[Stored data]
++++++++++++++++++++
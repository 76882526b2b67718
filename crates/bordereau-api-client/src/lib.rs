//! Shared HTTP client for the bordereau back-office API.
//!
//! Provides a minimal client with configurable auth (Bearer token or X-API-Key),
//! generic JSON/multipart helpers, and the scan domain methods in [`api`].
//! Every error is reported as a [`ScanError`]; non-success responses carry the
//! message extracted from the server's payload.

pub mod api;

use bordereau_core::{ClientConfig, ScanError, ScanResult};
use reqwest::{Client, Method, RequestBuilder, Response};
use serde::de::DeserializeOwned;
use std::time::Duration;

pub use bordereau_core::models::MutationResponse;

/// Authentication strategy for the API.
#[derive(Clone, Debug)]
pub enum Auth {
    /// `Authorization: Bearer {token}`
    Bearer(String),
    /// `X-API-Key: {key}`
    XApiKey(String),
}

/// HTTP client for the back-office API with configurable auth.
#[derive(Clone, Debug)]
pub struct ApiClient {
    client: Client,
    base_url: String,
    auth: Auth,
}

impl ApiClient {
    pub fn new(base_url: impl Into<String>, auth: Auth) -> ScanResult<Self> {
        Self::with_timeout(base_url, auth, Duration::from_secs(60))
    }

    pub fn with_timeout(
        base_url: impl Into<String>,
        auth: Auth,
        timeout: Duration,
    ) -> ScanResult<Self> {
        let client = Client::builder()
            .timeout(timeout)
            .build()
            .map_err(|e| ScanError::Config(format!("Failed to create HTTP client: {}", e)))?;

        Ok(Self {
            client,
            base_url: base_url.into().trim_end_matches('/').to_string(),
            auth,
        })
    }

    /// Create a client from configuration. A bearer token wins over an API key.
    pub fn from_config(config: &ClientConfig) -> ScanResult<Self> {
        let auth = match (&config.api_token, &config.api_key) {
            (Some(token), _) => Auth::Bearer(token.clone()),
            (None, Some(key)) => Auth::XApiKey(key.clone()),
            (None, None) => {
                return Err(ScanError::Config(
                    "Missing credentials. Set BORDEREAU_API_TOKEN or BORDEREAU_API_KEY".to_string(),
                ))
            }
        };
        Self::with_timeout(config.api_url.clone(), auth, config.request_timeout())
    }

    pub fn base_url(&self) -> &str {
        &self.base_url
    }

    pub fn build_url(&self, path: &str) -> String {
        format!("{}{}", self.base_url, path)
    }

    fn apply_auth(&self, request: RequestBuilder) -> RequestBuilder {
        match &self.auth {
            Auth::Bearer(token) => request.header("Authorization", format!("Bearer {}", token)),
            Auth::XApiKey(key) => request.header("X-API-Key", key.as_str()),
        }
    }

    fn request(&self, method: Method, path: &str) -> RequestBuilder {
        let url = self.build_url(path);
        tracing::debug!(method = %method, url = %url, "Sending API request");
        self.apply_auth(self.client.request(method, &url))
    }

    /// Send and check the status. Non-success responses become [`ScanError::Api`].
    async fn send(&self, request: RequestBuilder) -> ScanResult<Response> {
        let response = request
            .send()
            .await
            .map_err(|e| ScanError::Transport(e.to_string()))?;

        let status = response.status();
        if !status.is_success() {
            let error_text = response
                .text()
                .await
                .unwrap_or_else(|_| "Unknown error".to_string());
            tracing::debug!(status = status.as_u16(), body = %error_text, "API request failed");
            return Err(ScanError::from_status(status.as_u16(), error_text));
        }

        Ok(response)
    }

    async fn decode<T: DeserializeOwned>(response: Response) -> ScanResult<T> {
        let text = response
            .text()
            .await
            .map_err(|e| ScanError::Transport(e.to_string()))?;
        serde_json::from_str(&text).map_err(|e| ScanError::Decode(e.to_string()))
    }

    /// Decode an acknowledgement. An empty body counts as success.
    async fn decode_ack(response: Response) -> ScanResult<MutationResponse> {
        let text = response
            .text()
            .await
            .map_err(|e| ScanError::Transport(e.to_string()))?;
        if text.trim().is_empty() {
            return Ok(MutationResponse {
                success: true,
                message: None,
            });
        }
        serde_json::from_str(&text).map_err(|e| ScanError::Decode(e.to_string()))
    }

    /// GET request with optional query parameters. Deserializes JSON response.
    pub async fn get<T: DeserializeOwned>(
        &self,
        path: &str,
        query: &[(&str, String)],
    ) -> ScanResult<T> {
        let mut request = self.request(Method::GET, path);
        if !query.is_empty() {
            request = request.query(query);
        }
        let response = self.send(request).await?;
        Self::decode(response).await
    }

    /// POST without a body and deserialize response.
    pub async fn post_empty<T: DeserializeOwned>(&self, path: &str) -> ScanResult<T> {
        let response = self.send(self.request(Method::POST, path)).await?;
        Self::decode(response).await
    }

    /// POST multipart form and deserialize response.
    pub async fn post_multipart<T: DeserializeOwned>(
        &self,
        path: &str,
        form: reqwest::multipart::Form,
    ) -> ScanResult<T> {
        let request = self.request(Method::POST, path).multipart(form);
        let response = self.send(request).await?;
        Self::decode(response).await
    }

    /// POST multipart form expecting an acknowledgement.
    pub async fn post_multipart_ack(
        &self,
        path: &str,
        form: reqwest::multipart::Form,
    ) -> ScanResult<MutationResponse> {
        let request = self.request(Method::POST, path).multipart(form);
        let response = self.send(request).await?;
        Self::decode_ack(response).await
    }

    /// Send a bodiless or JSON request expecting an acknowledgement.
    pub async fn send_ack<B: serde::Serialize>(
        &self,
        method: Method,
        path: &str,
        body: Option<&B>,
    ) -> ScanResult<MutationResponse> {
        let mut request = self.request(method, path);
        if let Some(body) = body {
            request = request.json(body);
        }
        let response = self.send(request).await?;
        Self::decode_ack(response).await
    }
}

#[cfg(test)]
mod tests {
    use super::*;

    #[test]
    fn test_base_url_trailing_slash_trimmed() {
        let client = ApiClient::new("http://localhost:5000/api/", Auth::XApiKey("k".into())).unwrap();
        assert_eq!(client.base_url(), "http://localhost:5000/api");
        assert_eq!(
            client.build_url("/scan/manual/queue"),
            "http://localhost:5000/api/scan/manual/queue"
        );
    }

    #[test]
    fn test_from_config_requires_credentials() {
        let config = ClientConfig::default();
        let err = ApiClient::from_config(&config).unwrap_err();
        assert!(matches!(err, ScanError::Config(_)));

        let config = ClientConfig {
            api_key: Some("key".to_string()),
            ..ClientConfig::default()
        };
        let client = ApiClient::from_config(&config).unwrap();
        assert!(matches!(client.auth, Auth::XApiKey(_)));
    }
}
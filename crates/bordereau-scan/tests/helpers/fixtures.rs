//! Builders for queue items, bordereaux and files.

use bordereau_core::models::{
    Bordereau, BordereauDocumentStatus, BordereauStatus, Client, Document, DocumentStatus,
    DocumentType, ScanFile, ScanQueueItem,
};

pub fn queue_item(id: &str) -> ScanQueueItem {
    ScanQueueItem {
        id: id.to_string(),
        reference: format!("BR-{}", id),
        client_name: Some("Client A".to_string()),
        date_reception: None,
        nombre_bs: 3,
        delai_reglement: Some(30),
        documents_count: 0,
        can_scan: true,
        priority: None,
    }
}

pub fn bordereau(id: &str, status: BordereauStatus) -> Bordereau {
    Bordereau {
        id: id.to_string(),
        reference: format!("BR-{}", id),
        client_id: Some("c1".to_string()),
        status,
        document_status: None,
        date_reception: None,
        documents: Vec::new(),
        client: None,
    }
}

/// A bordereau returned to scan, as listed (no documents, no client).
pub fn rejected(id: &str) -> Bordereau {
    Bordereau {
        document_status: Some(BordereauDocumentStatus::RetourScan),
        ..bordereau(id, BordereauStatus::ScanEnCours)
    }
}

/// The same bordereau with its relations loaded.
pub fn rejected_detail(id: &str, document_names: &[&str]) -> Bordereau {
    Bordereau {
        documents: document_names
            .iter()
            .enumerate()
            .map(|(i, name)| Document {
                id: format!("{}-d{}", id, i + 1),
                name: name.to_string(),
                doc_type: Some(DocumentType::BulletinSoin),
                status: Some(DocumentStatus::Uploaded),
                uploaded_at: None,
            })
            .collect(),
        client: Some(Client {
            id: "c1".to_string(),
            name: "Client A".to_string(),
        }),
        ..rejected(id)
    }
}

pub fn pdf(name: &str) -> ScanFile {
    ScanFile::new(name, b"%PDF-1.4 test".to_vec())
}
//! Statistics on top of the ontology and the population store
//!
//! [`hypergeom`] answers which terms are over-represented in a gene set,
//! [`inbreeding`] derives inbreeding coefficients from heterozygosity in
//! the variant store.

use std::collections::HashMap;
use std::hash::Hash;

use crate::annotations::Gene;
use crate::{GoError, GoResult, GoTermId, Ontology};

pub mod hypergeom;
pub mod inbreeding;

pub(crate) fn f64_from_u64(n: u64) -> GoResult<f64> {
    let small: u32 = n.try_into().map_err(|_| GoError::AnnotationOverflow)?;
    Ok(f64::from(small))
}

pub(crate) fn f64_from_usize(n: usize) -> GoResult<f64> {
    let small: u32 = n.try_into().map_err(|_| GoError::AnnotationOverflow)?;
    Ok(f64::from(small))
}

/// Occurrence counts of items in a sample, e.g. terms in a gene set
#[derive(Clone, Debug)]
pub struct SampleSet<T> {
    samples: HashMap<T, u64>,
    total: u64,
}

impl<T: Hash + Eq> SampleSet<T> {
    /// Number of distinct items
    pub fn len(&self) -> usize {
        self.samples.len()
    }

    pub fn is_empty(&self) -> bool {
        self.samples.is_empty()
    }

    /// Size of the sample the counts were taken from
    pub fn total(&self) -> u64 {
        self.total
    }

    /// The count of one item, `None` if it never occurred
    pub fn get(&self, item: &T) -> Option<u64> {
        self.samples.get(item).copied()
    }

    /// Returns an iterator of `(item, count)` pairs
    pub fn counts(&self) -> Counts<'_, T> {
        Counts {
            inner: self.samples.iter(),
        }
    }
}

impl SampleSet<GoTermId> {
    /// Counts, for every term, how many genes of the sample are annotated
    /// to it or one of its descendants
    pub fn terms<'a, I: IntoIterator<Item = &'a Gene>>(genes: I, ontology: &Ontology) -> Self {
        let mut samples: HashMap<GoTermId, u64> = HashMap::new();
        let mut total = 0;
        for gene in genes {
            total += 1;
            for term_id in &ontology.extended_term_set(gene.terms()) {
                *samples.entry(term_id).or_default() += 1;
            }
        }
        Self { samples, total }
    }
}

/// An iterator of `(item, count)` pairs of a [`SampleSet`]
pub struct Counts<'a, T> {
    inner: std::collections::hash_map::Iter<'a, T, u64>,
}

impl<'a, T> Iterator for Counts<'a, T> {
    type Item = (&'a T, u64);
    fn next(&mut self) -> Option<Self::Item> {
        self.inner.next().map(|(item, count)| (item, *count))
    }
}

impl<'a, T: Hash + Eq> IntoIterator for &'a SampleSet<T> {
    type Item = (&'a T, u64);
    type IntoIter = Counts<'a, T>;
    fn into_iter(self) -> Self::IntoIter {
        self.counts()
    }
}

/// Over-representation of one item in a sample compared to the background
#[derive(Clone, Copy, Debug)]
pub struct Enrichment<T> {
    id: T,
    count: u64,
    pvalue: f64,
    enrichment: f64,
}

impl<T> Enrichment<T> {
    pub(crate) fn new(id: T, count: u64, pvalue: f64, enrichment: f64) -> Self {
        Self {
            id,
            count,
            pvalue,
            enrichment,
        }
    }

    /// The enriched item
    pub fn id(&self) -> &T {
        &self.id
    }

    /// Occurrences of the item in the sample
    pub fn count(&self) -> u64 {
        self.count
    }

    /// Hypergeometric p-value of seeing at least this many occurrences
    pub fn pvalue(&self) -> f64 {
        self.pvalue
    }

    /// Fold change of the sample frequency over the background frequency
    pub fn enrichment(&self) -> f64 {
        self.enrichment
    }
}
//! GO terms and their building blocks
//!
//! [`GoTermId`] identifies a term, [`GoGroup`] holds sorted sets of ids,
//! [`GoTerm`] is the borrowed client-facing view and [`Namespace`] names
//! the three disjoint sub-ontologies.

use std::fmt::Display;

use crate::{GoError, GoResult, BP_ROOT, CC_ROOT, MF_ROOT};

mod goterm;
mod group;
mod information_content;
pub(crate) mod internal;
mod relationship;
mod termid;

pub use goterm::{GoTerm, GoTerms};
pub use group::{GoGroup, GoTermIds, GroupCombine};
pub use information_content::InformationContent;
pub use relationship::{Relationship, RelationshipPolicy};
pub use termid::GoTermId;

/// The direct or transitive parents of a term
pub type GoParents = GoGroup;
/// The direct children of a term
pub type GoChildren = GoGroup;

/// One of the three disjoint sub-ontologies of the Gene Ontology
///
/// Terms of different namespaces never share ancestors, so similarity
/// scores across namespaces are defined as `0.0`.
#[derive(Clone, Copy, Debug, Eq, Hash, PartialEq)]
pub enum Namespace {
    BiologicalProcess,
    MolecularFunction,
    CellularComponent,
}

impl Namespace {
    /// Returns the root term of the sub-ontology
    pub fn root(self) -> GoTermId {
        match self {
            Namespace::BiologicalProcess => BP_ROOT,
            Namespace::MolecularFunction => MF_ROOT,
            Namespace::CellularComponent => CC_ROOT,
        }
    }

    /// A stable index for per-namespace bookkeeping arrays
    pub(crate) fn index(self) -> usize {
        match self {
            Namespace::BiologicalProcess => 0,
            Namespace::MolecularFunction => 1,
            Namespace::CellularComponent => 2,
        }
    }

    /// All three namespaces, in index order
    pub fn all() -> [Namespace; 3] {
        [
            Namespace::BiologicalProcess,
            Namespace::MolecularFunction,
            Namespace::CellularComponent,
        ]
    }

    /// The OBO spelling of the namespace
    pub fn as_str(self) -> &'static str {
        match self {
            Namespace::BiologicalProcess => "biological_process",
            Namespace::MolecularFunction => "molecular_function",
            Namespace::CellularComponent => "cellular_component",
        }
    }
}

impl TryFrom<&str> for Namespace {
    type Error = GoError;
    fn try_from(s: &str) -> GoResult<Self> {
        match s {
            "biological_process" => Ok(Namespace::BiologicalProcess),
            "molecular_function" => Ok(Namespace::MolecularFunction),
            "cellular_component" => Ok(Namespace::CellularComponent),
            _ => Err(GoError::UnknownNamespace(s.to_string())),
        }
    }
}

impl Display for Namespace {
    fn fmt(&self, f: &mut std::fmt::Formatter<'_>) -> std::fmt::Result {
        write!(f, "{}", self.as_str())
    }
}

#[cfg(test)]
mod test {
    use super::*;

    #[test]
    fn namespace_roots() {
        assert_eq!(Namespace::BiologicalProcess.root(), BP_ROOT);
        assert_eq!(Namespace::MolecularFunction.root(), MF_ROOT);
        assert_eq!(Namespace::CellularComponent.root(), CC_ROOT);
    }

    #[test]
    fn parse_namespace() {
        assert_eq!(
            Namespace::try_from("cellular_component").unwrap(),
            Namespace::CellularComponent
        );
        assert!(Namespace::try_from("cellular component").is_err());
    }
}
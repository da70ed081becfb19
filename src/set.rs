use crate::similarity::{GroupSimilarity, Similarity, SimilarityCombiner};
use crate::term::{GoGroup, GoTerms};
use crate::Ontology;

/// A set of terms of one [`Ontology`], e.g. the annotations of a gene
///
/// The set keeps a reference to its ontology, so it can resolve terms,
/// induce ancestor closures and run similarity comparisons directly.
pub struct GoSet<'a> {
    ontology: &'a Ontology,
    group: GoGroup,
}

impl<'a> GoSet<'a> {
    pub fn new(ontology: &'a Ontology, group: GoGroup) -> Self {
        Self { ontology, group }
    }

    /// Returns the number of terms in the set
    pub fn len(&self) -> usize {
        self.group.len()
    }

    /// Returns `true` if the set contains no terms
    pub fn is_empty(&self) -> bool {
        self.group.is_empty()
    }

    /// Returns `true` if the set contains the term
    pub fn contains<I: Into<crate::GoTermId>>(&self, id: I) -> bool {
        self.group.contains(&id.into())
    }

    /// Returns the ids of the set members
    pub fn group(&self) -> &GoGroup {
        &self.group
    }

    /// Returns an iterator of the member terms
    ///
    /// Unknown ids are skipped by the iterator.
    pub fn iter(&self) -> GoTerms<'_> {
        GoTerms::new(self.group.iter(), self.ontology)
    }

    /// The set members together with all their ancestors
    pub fn extended(&self) -> GoGroup {
        self.ontology.extended_term_set(&self.group)
    }

    /// Compares two sets with a pairwise measure and a combiner
    pub fn similarity<S: Similarity + Copy, C: SimilarityCombiner + Copy>(
        &self,
        other: &GoSet,
        similarity: S,
        combiner: C,
    ) -> f32 {
        GroupSimilarity::new(similarity, combiner).calculate(self, other)
    }

    pub(crate) fn ontology(&self) -> &'a Ontology {
        self.ontology
    }
}

impl<'a, 'b> IntoIterator for &'b GoSet<'a> {
    type Item = crate::GoTerm<'b>;
    type IntoIter = GoTerms<'b>;

    fn into_iter(self) -> Self::IntoIter {
        self.iter()
    }
}

#[cfg(test)]
mod test {
    use super::*;
    use crate::term::{Relationship, RelationshipPolicy};
    use crate::{Namespace, BP_ROOT};

    #[test]
    fn member_iteration_skips_unknown_ids() {
        let mut ontology = Ontology::default();
        let policy = RelationshipPolicy::default();
        ontology.insert_term(BP_ROOT, "biological_process", "", Namespace::BiologicalProcess);
        ontology.insert_term(8152u32, "metabolic process", "", Namespace::BiologicalProcess);
        ontology.add_relationship(
            8152u32,
            BP_ROOT.as_u32(),
            Relationship::IsA,
            &policy,
        );
        ontology.create_cache();

        let mut group = GoGroup::new();
        group.insert(8152u32);
        group.insert(9999u32);
        let set = GoSet::new(&ontology, group);

        assert_eq!(set.len(), 2);
        assert!(set.contains(8152u32));
        let resolved: Vec<_> = set.iter().map(|term| term.id()).collect();
        assert_eq!(resolved, vec![8152u32.into()]);
        assert_eq!(set.extended().len(), 2);
    }
}
//! Hypergeometric term enrichment
//!
//! Compares how often each term occurs in a study gene set against a
//! background set and scores the over-representation with the survival
//! function of the hypergeometric distribution.

use statrs::distribution::{DiscreteCDF, Hypergeometric};
use tracing::debug;

use crate::stats::{f64_from_u64, Enrichment, SampleSet};
use crate::{GoError, GoResult, GoTermId};

/// Scores the enrichment of every term of the study set
///
/// Terms absent from the background are skipped, their frequency cannot
/// be estimated. The result is unsorted.
///
/// # Errors
///
/// [`GoError::InvalidSampleSet`] if the study set is larger than the
/// background or a term occurs more often than in the background.
pub fn term_enrichment(
    background: &SampleSet<GoTermId>,
    study: &SampleSet<GoTermId>,
) -> GoResult<Vec<Enrichment<GoTermId>>> {
    let population = background.total();
    let draws = study.total();

    let mut enrichments = Vec::with_capacity(study.len());
    for (term_id, observed) in study {
        let successes = match background.get(term_id) {
            Some(successes) => successes,
            None => {
                debug!("term {term_id} is not part of the background set");
                continue;
            }
        };

        let distribution = Hypergeometric::new(population, successes, draws)
            .map_err(|_| GoError::InvalidSampleSet)?;
        if observed > successes {
            return Err(GoError::InvalidSampleSet);
        }
        let pvalue = distribution.sf(observed - 1);

        let study_frequency = f64_from_u64(observed)? / f64_from_u64(draws)?;
        let background_frequency = f64_from_u64(successes)? / f64_from_u64(population)?;
        enrichments.push(Enrichment::new(
            *term_id,
            observed,
            pvalue,
            study_frequency / background_frequency,
        ));
    }
    Ok(enrichments)
}
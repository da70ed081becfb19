use core::fmt::Debug;
use std::fmt::Display;

use crate::{GoError, GoResult};

/// A unique identifier for a GO term, e.g. `GO:0008150`
///
/// Only the numerical part is stored, the `GO:` prefix is implied.
#[derive(Copy, Clone, Eq, Hash, Ord, PartialEq, PartialOrd)]
pub struct GoTermId {
    inner: u32,
}

impl GoTermId {
    /// Constructs a `GoTermId` from the numerical part of the accession
    ///
    /// This is a `const` constructor so that well-known term ids, like the
    /// sub-ontology roots, can be defined as constants.
    pub const fn from_u32(inner: u32) -> Self {
        Self { inner }
    }

    /// Returns the numerical part of the accession
    pub fn as_u32(self) -> u32 {
        self.inner
    }
}

impl TryFrom<&str> for GoTermId {
    type Error = GoError;
    fn try_from(s: &str) -> GoResult<Self> {
        if s.len() != 10 || !s.starts_with("GO:") {
            return Err(GoError::InvalidTermId(s.to_string()));
        }
        Ok(GoTermId {
            inner: s[3..].parse::<u32>()?,
        })
    }
}

impl From<u32> for GoTermId {
    fn from(inner: u32) -> Self {
        Self { inner }
    }
}

impl Debug for GoTermId {
    fn fmt(&self, f: &mut std::fmt::Formatter<'_>) -> std::fmt::Result {
        write!(f, "GoTermId({self})")
    }
}

impl Display for GoTermId {
    fn fmt(&self, f: &mut std::fmt::Formatter<'_>) -> std::fmt::Result {
        write!(f, "GO:{:07}", self.inner)
    }
}

#[cfg(test)]
mod test {
    use super::*;

    #[test]
    fn parse_accession() {
        let id = GoTermId::try_from("GO:0008150").unwrap();
        assert_eq!(id.as_u32(), 8150);
        assert_eq!(id.to_string(), "GO:0008150");
    }

    #[test]
    fn reject_malformed_accession() {
        assert!(GoTermId::try_from("0008150").is_err());
        assert!(GoTermId::try_from("GO:8150").is_err());
        assert!(GoTermId::try_from("GO:000815O").is_err());
    }

    #[test]
    fn round_trip_through_u32() {
        let id = GoTermId::from(8150u32);
        assert_eq!(id, GoTermId::try_from("GO:0008150").unwrap());
        assert_eq!(GoTermId::from(id.as_u32()), id);
    }
}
++++++++++++++++++++
**Brief:** Return, word for word, every line from the top of the entries down to the line that holds "with configurable auth.", both included.

**Written solution:**
repository 76882526b2b67718
filename crates/bordereau-api-client/src/lib.rs
//! Shared HTTP client for the bordereau back-office API.
//!
//! Provides a minimal client with configurable auth (Bearer token or X-API-Key),
//! generic JSON/multipart helpers, and the scan domain methods in [`api`].
//! Every error is reported as a [`ScanError`]; non-success responses carry the
//! message extracted from the server's payload.

pub mod api;

use bordereau_core::{ClientConfig, ScanError, ScanResult};
use reqwest::{Client, Method, RequestBuilder, Response};
use serde::de::DeserializeOwned;
use std::time::Duration;

pub use bordereau_core::models::MutationResponse;

/// Authentication strategy for the API.
#[derive(Clone, Debug)]
pub enum Auth {
    /// `Authorization: Bearer {token}`
    Bearer(String),
    /// `X-API-Key: {key}`
    XApiKey(String),
}

/// HTTP client for the back-office API with configurable auth.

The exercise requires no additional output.